** Opening DATA FOR ANALYSIS block **

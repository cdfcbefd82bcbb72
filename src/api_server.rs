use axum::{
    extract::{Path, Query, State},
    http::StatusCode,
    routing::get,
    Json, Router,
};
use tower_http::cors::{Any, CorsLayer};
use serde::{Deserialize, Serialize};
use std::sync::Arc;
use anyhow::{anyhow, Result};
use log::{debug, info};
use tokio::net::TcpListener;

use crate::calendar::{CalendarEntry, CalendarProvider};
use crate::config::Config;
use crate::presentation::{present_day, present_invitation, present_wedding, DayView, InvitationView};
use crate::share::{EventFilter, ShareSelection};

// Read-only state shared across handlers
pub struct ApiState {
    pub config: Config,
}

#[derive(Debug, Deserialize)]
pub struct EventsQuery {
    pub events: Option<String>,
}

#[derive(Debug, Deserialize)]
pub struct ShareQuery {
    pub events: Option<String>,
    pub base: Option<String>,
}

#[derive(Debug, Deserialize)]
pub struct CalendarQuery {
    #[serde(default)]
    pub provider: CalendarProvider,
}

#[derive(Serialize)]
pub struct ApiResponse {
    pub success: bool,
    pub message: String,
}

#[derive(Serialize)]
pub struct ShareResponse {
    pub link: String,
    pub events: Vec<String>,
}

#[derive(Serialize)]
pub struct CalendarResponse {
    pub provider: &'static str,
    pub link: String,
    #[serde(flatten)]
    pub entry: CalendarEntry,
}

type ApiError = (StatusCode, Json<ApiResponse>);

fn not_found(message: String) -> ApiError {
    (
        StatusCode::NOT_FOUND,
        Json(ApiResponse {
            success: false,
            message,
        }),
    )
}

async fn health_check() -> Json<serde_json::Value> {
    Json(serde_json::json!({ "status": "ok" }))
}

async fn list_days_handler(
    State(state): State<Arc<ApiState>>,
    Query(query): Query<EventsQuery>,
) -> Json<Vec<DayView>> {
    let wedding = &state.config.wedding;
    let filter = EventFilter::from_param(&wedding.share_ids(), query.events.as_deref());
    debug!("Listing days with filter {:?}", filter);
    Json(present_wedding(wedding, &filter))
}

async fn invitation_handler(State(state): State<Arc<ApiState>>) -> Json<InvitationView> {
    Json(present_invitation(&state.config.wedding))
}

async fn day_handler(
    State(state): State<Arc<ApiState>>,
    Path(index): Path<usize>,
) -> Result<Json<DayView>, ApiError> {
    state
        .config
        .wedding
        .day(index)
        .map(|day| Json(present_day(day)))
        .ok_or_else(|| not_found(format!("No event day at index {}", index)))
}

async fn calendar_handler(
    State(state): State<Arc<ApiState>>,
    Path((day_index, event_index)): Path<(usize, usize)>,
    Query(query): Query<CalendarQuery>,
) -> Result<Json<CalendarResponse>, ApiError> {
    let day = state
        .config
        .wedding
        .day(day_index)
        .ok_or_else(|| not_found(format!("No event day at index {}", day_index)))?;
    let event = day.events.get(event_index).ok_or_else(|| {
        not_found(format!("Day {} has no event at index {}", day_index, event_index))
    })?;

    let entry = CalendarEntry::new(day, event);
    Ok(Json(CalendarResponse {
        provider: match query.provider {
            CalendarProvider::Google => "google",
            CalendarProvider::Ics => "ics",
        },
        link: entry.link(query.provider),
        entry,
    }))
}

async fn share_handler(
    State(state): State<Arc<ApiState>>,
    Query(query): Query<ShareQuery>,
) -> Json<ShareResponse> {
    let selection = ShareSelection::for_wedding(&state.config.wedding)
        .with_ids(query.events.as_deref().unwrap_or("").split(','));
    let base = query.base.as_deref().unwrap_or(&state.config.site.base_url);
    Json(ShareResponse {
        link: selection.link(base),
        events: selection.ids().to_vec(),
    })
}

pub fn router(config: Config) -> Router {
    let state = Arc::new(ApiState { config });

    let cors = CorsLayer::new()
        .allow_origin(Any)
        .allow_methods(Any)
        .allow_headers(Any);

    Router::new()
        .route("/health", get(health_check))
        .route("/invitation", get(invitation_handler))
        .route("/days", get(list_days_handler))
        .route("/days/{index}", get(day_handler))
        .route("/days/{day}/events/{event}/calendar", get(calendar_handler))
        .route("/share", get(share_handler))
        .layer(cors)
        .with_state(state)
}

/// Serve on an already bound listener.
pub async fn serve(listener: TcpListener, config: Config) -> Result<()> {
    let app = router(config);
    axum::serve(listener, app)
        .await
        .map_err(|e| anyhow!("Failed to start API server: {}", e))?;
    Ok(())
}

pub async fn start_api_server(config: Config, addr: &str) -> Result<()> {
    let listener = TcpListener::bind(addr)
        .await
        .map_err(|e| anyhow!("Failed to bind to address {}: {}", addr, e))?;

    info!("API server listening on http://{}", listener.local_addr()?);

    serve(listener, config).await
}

** Closing DATA FOR ANALYSIS block **
** Opening DATA FOR ANALYSIS block **

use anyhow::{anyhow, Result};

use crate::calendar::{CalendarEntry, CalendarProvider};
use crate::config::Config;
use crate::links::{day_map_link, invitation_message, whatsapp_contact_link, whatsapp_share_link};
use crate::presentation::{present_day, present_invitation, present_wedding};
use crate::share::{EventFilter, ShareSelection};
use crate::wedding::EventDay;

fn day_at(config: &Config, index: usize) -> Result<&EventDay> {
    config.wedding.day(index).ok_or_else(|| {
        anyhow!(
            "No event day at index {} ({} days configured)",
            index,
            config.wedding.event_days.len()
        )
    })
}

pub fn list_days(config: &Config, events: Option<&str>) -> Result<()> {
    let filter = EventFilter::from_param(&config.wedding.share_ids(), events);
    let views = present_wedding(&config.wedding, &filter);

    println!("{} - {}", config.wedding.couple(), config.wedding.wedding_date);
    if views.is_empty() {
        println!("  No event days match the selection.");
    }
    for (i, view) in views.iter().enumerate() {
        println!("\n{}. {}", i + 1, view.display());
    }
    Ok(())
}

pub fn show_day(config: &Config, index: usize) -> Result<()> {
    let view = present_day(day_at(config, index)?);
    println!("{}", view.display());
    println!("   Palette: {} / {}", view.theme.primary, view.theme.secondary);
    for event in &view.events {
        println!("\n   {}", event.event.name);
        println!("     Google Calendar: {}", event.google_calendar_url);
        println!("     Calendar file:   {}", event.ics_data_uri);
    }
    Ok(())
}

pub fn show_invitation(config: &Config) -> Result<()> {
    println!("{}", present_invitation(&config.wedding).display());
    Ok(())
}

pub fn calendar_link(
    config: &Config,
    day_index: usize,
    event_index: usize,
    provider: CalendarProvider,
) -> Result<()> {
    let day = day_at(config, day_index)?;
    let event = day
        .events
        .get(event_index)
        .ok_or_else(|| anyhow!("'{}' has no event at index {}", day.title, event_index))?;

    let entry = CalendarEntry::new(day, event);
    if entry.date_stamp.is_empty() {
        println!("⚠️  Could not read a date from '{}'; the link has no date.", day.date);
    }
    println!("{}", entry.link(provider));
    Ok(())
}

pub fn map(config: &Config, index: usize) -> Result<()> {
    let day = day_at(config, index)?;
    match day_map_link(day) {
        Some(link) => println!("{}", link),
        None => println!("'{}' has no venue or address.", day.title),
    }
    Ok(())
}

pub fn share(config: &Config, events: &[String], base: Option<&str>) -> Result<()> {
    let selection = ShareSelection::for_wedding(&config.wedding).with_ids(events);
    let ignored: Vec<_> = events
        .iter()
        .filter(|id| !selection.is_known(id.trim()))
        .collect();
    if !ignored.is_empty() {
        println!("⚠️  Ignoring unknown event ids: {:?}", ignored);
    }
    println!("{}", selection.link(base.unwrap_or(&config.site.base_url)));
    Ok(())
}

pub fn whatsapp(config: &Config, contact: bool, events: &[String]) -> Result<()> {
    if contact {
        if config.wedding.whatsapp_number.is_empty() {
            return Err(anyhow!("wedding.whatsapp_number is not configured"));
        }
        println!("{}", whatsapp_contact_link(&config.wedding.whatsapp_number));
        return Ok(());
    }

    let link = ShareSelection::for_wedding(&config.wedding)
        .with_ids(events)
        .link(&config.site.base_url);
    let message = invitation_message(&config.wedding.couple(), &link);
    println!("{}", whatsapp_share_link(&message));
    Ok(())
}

** Closing DATA FOR ANALYSIS block **
** Opening DATA FOR ANALYSIS block **

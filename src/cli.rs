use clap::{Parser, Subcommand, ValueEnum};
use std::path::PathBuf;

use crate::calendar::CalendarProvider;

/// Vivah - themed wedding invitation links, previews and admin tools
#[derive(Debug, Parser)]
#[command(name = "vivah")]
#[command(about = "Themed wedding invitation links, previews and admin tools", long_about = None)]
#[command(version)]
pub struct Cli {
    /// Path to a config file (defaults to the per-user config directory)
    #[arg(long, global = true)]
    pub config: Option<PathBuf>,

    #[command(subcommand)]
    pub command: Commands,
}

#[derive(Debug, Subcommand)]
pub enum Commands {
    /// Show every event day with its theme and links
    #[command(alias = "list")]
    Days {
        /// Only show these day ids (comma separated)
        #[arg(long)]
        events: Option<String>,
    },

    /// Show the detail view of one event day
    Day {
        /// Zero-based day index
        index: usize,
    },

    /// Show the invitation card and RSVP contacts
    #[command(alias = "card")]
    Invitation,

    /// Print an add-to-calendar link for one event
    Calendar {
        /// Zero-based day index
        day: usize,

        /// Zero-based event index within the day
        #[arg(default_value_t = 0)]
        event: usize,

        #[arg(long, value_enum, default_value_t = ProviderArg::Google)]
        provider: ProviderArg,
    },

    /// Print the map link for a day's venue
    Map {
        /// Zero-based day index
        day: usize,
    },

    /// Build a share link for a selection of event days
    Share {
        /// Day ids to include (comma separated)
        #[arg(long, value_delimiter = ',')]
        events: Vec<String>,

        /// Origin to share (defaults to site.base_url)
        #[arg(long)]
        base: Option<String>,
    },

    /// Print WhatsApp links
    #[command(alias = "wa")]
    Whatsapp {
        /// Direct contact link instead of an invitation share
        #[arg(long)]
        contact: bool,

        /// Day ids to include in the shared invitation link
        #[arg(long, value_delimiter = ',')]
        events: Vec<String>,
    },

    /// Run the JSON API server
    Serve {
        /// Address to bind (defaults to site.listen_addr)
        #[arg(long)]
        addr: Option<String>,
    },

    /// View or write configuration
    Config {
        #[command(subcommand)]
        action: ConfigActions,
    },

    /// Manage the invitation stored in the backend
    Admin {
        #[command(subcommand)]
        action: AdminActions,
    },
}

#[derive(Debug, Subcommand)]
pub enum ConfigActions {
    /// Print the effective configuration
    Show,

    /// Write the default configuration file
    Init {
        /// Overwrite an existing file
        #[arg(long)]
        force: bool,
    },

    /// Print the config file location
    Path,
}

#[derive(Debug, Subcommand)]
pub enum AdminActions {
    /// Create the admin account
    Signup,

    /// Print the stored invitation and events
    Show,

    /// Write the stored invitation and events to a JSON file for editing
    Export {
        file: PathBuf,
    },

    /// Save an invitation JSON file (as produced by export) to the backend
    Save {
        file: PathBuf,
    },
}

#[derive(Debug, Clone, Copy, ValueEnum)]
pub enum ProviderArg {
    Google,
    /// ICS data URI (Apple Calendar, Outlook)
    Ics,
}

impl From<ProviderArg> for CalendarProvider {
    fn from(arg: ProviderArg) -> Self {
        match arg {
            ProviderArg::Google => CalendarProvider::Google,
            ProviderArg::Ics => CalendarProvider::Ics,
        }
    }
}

** Closing DATA FOR ANALYSIS block **

Which lines in the data hold the string "struct"? Copy each of them.

• TASK ANSWER:
pub struct ApiState {
pub struct EventsQuery {
pub struct ShareQuery {
pub struct CalendarQuery {
pub struct ApiResponse {
pub struct ShareResponse {
pub struct CalendarResponse {
pub struct Cli {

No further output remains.